* Abu Dhabi to aid Dubai on "case by case" basis
                                 * Dollar edges down after UAE central bank moves
                                 By Fayen Wong
                                 PERTH, Nov 30 (Reuters) - Oil prices rebounded toward $77 a
barrel on Monday, aided by a weaker U.S. dollar, but investors
continued to eye developments in debt-laden Dubai with caution
over their impact on the pace of the global economic recovery.
                                 Concerns about a sluggish recovery in global fuel demand,
along with high fuel stockpiles in the United States, have
pressured crude prices, which are set for a fall of about 0.7
percent this month, their first decline in four months.
                                 "The Dubai debt scare situation has eased slightly and the
U.S. dollar has weakened, so we're now seeing more investors
flood back into the market and that's driving prices up," said
Ben Westmore, a commodities analyst at National Australia Bank.

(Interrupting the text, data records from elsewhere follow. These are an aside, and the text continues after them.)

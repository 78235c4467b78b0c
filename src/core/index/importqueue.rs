//! Queued-import sub-indexer.
//!
//! Secondary document source: a spool directory where external
//! tools (a browser plugin, a mail hook) drop plain content files,
//! each optionally accompanied by a `<name>.meta` JSON sidecar
//! carrying metadata (url, title, mime). A full pass drains the
//! spool after the filesystem pass. Imported documents carry the
//! `IMPORT` backend tag and are immutable from the filesystem
//! side; they live as long as their spool entry does.

use crate::core::error::Result;
use crate::core::index::status::StatusTracker;
use crate::core::split::{SplitMode, TermAccumulator, TextSplit};
use crate::core::store::{wrap_field_term, IndexStore};
use crate::core::types::{file_sig, Backend, DocInfo, Term};
use parking_lot::Mutex;
use std::collections::BTreeMap;
use std::fs;
use std::path::{Path, PathBuf};
use std::sync::Arc;

const META_SUFFIX: &str = "meta";

/// Drains the import spool directory into the shared store session.
pub struct ImportQueueIndexer<S: IndexStore + 'static> {
    dir: PathBuf,
    max_term_length: usize,
    store: Arc<Mutex<S>>,
    tracker: Arc<StatusTracker>,
}

impl<S: IndexStore + 'static> ImportQueueIndexer<S> {
    pub fn new(
        dir: PathBuf,
        max_term_length: usize,
        store: Arc<Mutex<S>>,
        tracker: Arc<StatusTracker>,
    ) -> Self {
        Self {
            dir,
            max_term_length,
            store,
            tracker,
        }
    }

    /// Index every spool entry that changed since the last pass.
    pub fn index(&self) -> Result<()> {
        if !self.dir.is_dir() {
            tracing::debug!(dir = %self.dir.display(), "import spool absent, nothing to do");
            return Ok(());
        }
        let mut entries: Vec<PathBuf> = Vec::new();
        for entry in fs::read_dir(&self.dir)? {
            let entry = match entry {
                Ok(entry) => entry,
                Err(e) => {
                    tracing::warn!("import spool read error: {e}");
                    continue;
                }
            };
            let path = entry.path();
            if !path.is_file() || is_sidecar(&path) || is_hidden(&path) {
                continue;
            }
            entries.push(path);
        }
        entries.sort();

        for path in entries {
            if self.tracker.cancelled() {
                break;
            }
            if !self.tracker.note_file(&path.display().to_string()) {
                break;
            }
            if let Err(e) = self.index_entry(&path) {
                // Per-item failures don't stop the drain
                tracing::warn!(path = %path.display(), "import failed: {e}");
            }
        }
        Ok(())
    }

    fn index_entry(&self, path: &Path) -> Result<()> {
        let udi = import_udi(path);
        let sig = file_sig(path)?;
        if !self.store.lock().need_update(&udi, &sig, false) {
            return Ok(());
        }

        let bytes = fs::read(path)?;
        let Ok(text) = String::from_utf8(bytes) else {
            tracing::warn!(path = %path.display(), "import entry is not UTF-8, skipped");
            self.store.lock().note_failed(&udi, &sig)?;
            self.tracker.note_doc_done();
            return Ok(());
        };
        let meta = read_sidecar(path);

        let splitter = TextSplit::with_max_term_length(SplitMode::Index, self.max_term_length);
        let mut acc = TermAccumulator::default();
        splitter.split(&text, &mut acc);
        let mut terms = acc.terms;
        if let Some(title) = meta.get("title") {
            let mut title_acc = TermAccumulator::default();
            splitter.split(title, &mut title_acc);
            terms.extend(
                title_acc
                    .terms
                    .into_iter()
                    .map(|t| Term::new(wrap_field_term("title", &t.text), t.pos, t.bstart, t.bend)),
            );
        }

        let url = meta
            .get("url")
            .cloned()
            .unwrap_or_else(|| format!("file://{}", path.display()));
        let mime = meta
            .get("mime")
            .cloned()
            .unwrap_or_else(|| "text/plain".to_string());
        let info = DocInfo {
            udi: udi.clone(),
            url,
            mime,
            sig,
            backend: Backend::Import,
            meta,
        };
        self.store.lock().add_or_update(info, terms)?;
        self.tracker.note_doc_done();
        Ok(())
    }
}

fn is_sidecar(path: &Path) -> bool {
    path.extension().and_then(|e| e.to_str()) == Some(META_SUFFIX)
}

fn is_hidden(path: &Path) -> bool {
    path.file_name()
        .and_then(|n| n.to_str())
        .map(|n| n.starts_with('.'))
        .unwrap_or(true)
}

/// Stable identifier of a spool entry, distinct from any filesystem
/// path udi.
fn import_udi(path: &Path) -> String {
    let name = path
        .file_name()
        .map(|n| n.to_string_lossy().into_owned())
        .unwrap_or_default();
    format!("import:{name}")
}

fn read_sidecar(path: &Path) -> BTreeMap<String, String> {
    let sidecar = path.with_extension(META_SUFFIX);
    let Ok(raw) = fs::read_to_string(&sidecar) else {
        return BTreeMap::new();
    };
    match serde_json::from_str(&raw) {
        Ok(meta) => meta,
        Err(e) => {
            tracing::warn!(path = %sidecar.display(), "bad sidecar metadata: {e}");
            BTreeMap::new()
        }
    }
}
//! Words command - dump the tokenizer output for a file or stdin

use crate::core::split::{SplitMode, TermSink, TextSplit};
use clap::Args;
use std::io::Read;
use std::path::PathBuf;

/// Arguments for the words command
#[derive(Args, Debug)]
pub struct WordsArgs {
    /// File to split; reads stdin when absent or "-"
    pub file: Option<PathBuf>,

    /// Split in query mode (only final spans, no constituent words)
    #[arg(long, short = 'q')]
    pub query: bool,
}

struct PrintingSink {
    first: bool,
}

impl TermSink for PrintingSink {
    fn take_word(&mut self, term: &str, pos: usize, bstart: usize, bend: usize) -> bool {
        if self.first {
            println!("{:>4} {:<24} {:>6} {:>6}", "pos", "term", "bs", "be");
            self.first = false;
        }
        println!("{pos:>4} {term:<24} {bstart:>6} {bend:>6}");
        true
    }
}

/// Execute the words command
pub fn execute(args: &WordsArgs) -> Result<(), Box<dyn std::error::Error>> {
    let text = match &args.file {
        Some(path) if path.as_os_str() != "-" => std::fs::read_to_string(path)?,
        _ => {
            let mut buf = String::new();
            std::io::stdin().read_to_string(&mut buf)?;
            buf
        }
    };

    let mode = if args.query {
        SplitMode::Query
    } else {
        SplitMode::Index
    };
    let mut sink = PrintingSink { first: true };
    TextSplit::new(mode).split(&text, &mut sink);
    Ok(())
}
//! Ferret CLI - Command-line interface for the Ferret indexing engine
//!
//! # Examples
//!
//! ```bash
//! # Incremental indexing pass over the configured directories
//! ferret index
//!
//! # Wipe and rebuild the whole index
//! ferret index --rebuild
//!
//! # Re-index a couple of files right now
//! ferret index-files ~/notes/todo.txt ~/notes/ideas.txt
//!
//! # What is the indexer doing?
//! ferret status
//! ```

use clap::Parser;
use ferret::cli::{run, Cli};
use tracing_subscriber::EnvFilter;

fn main() {
    tracing_subscriber::fmt()
        .with_env_filter(EnvFilter::from_default_env())
        .with_writer(std::io::stderr)
        .init();

    let cli = Cli::parse();

    if let Err(e) = run(cli) {
        eprintln!("Error: {e}");
        std::process::exit(1);
    }
}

                                 "But the rebound will be limited because there's still a
lot of uncertainty around the Dubai issues and people are still
trying to digest what it could mean to the world economic
recovery."
                                 U.S. crude for January delivery <CLc1> rose 50 cents to
$76.55 a barrel by 0237 GMT, retracing some of Friday's $1.91
losses.
                                 London Brent crude <LCOc1> gained 37 cents to $77.55.
                                 Prices are up 72 percent so far this year, but are still
roughly half their July 2008 high of more than $147 a barrel.
                                 Financial markets shuddered last week after Dubai said it
would ask creditors of state-owned Dubai World and Nakheel, the
builder of its palm-shaped islands, for a standstill pact as a
first step toward restructuring billions of dollars of debt.
[].
                                 But confirmation from Abu Dhabi, the wealthy capital of the
United Arab Emirates, that it would extend some help to Dubai
helped calm some market concerns. []
                                 Moves by the United Arab Emirates to offer emergency
assistance to banks in Dubai also soothed market fears about a
looming debt default. []
                                 Asian stocks made a tentative recovery after last week's
steep sell-off over the Dubai debt crisis as investors' nerves
steadied on hopes the fallout of a potential default would be
limited. []
                                 U.S. dollar movements and developments in Dubai, will be
key factors in driving the direction of oil prices this week,
analysts said.
                                 The greenback edged down against other major currencies on
Monday, with the dollar index <.DXY> falling 0.46 percent
against a basket of currencies.
                                 Despite Monday's rally, analysts cautioned that sentiment
remains on edge and there could be another round of correction
in the equities and commodities markets if Dubai was not able
to resolve its debt woes.
                                 "Indeed, oil prices could be at the mercy of the renewed
financial pessimism till further clarity on the Dubai situation
emerges," Barclays Capital said in a research note on Friday.
                                 "While short forays below the recent trading range cannot
be ruled out as a result of the renewed pessimism, we do not
see any underlying shift in the oil market fundamentals and
thus expect a return to normalcy once initial fears abate," it
said, adding that it saw $70 as the minimum support level.
                                 Separately,  Iran announced plans on Sunday to build 10 new
uranium enrichment plants in a major expansion of its atomic
programme, just two days after the U.N. nuclear watchdog
rebuked it for carrying out such work in secret.
[]
                                 Analysts said traders were unlikely to place too much
premium on supply risks at the moment as the market remained
well supplied and overall demand outlook was still bearish.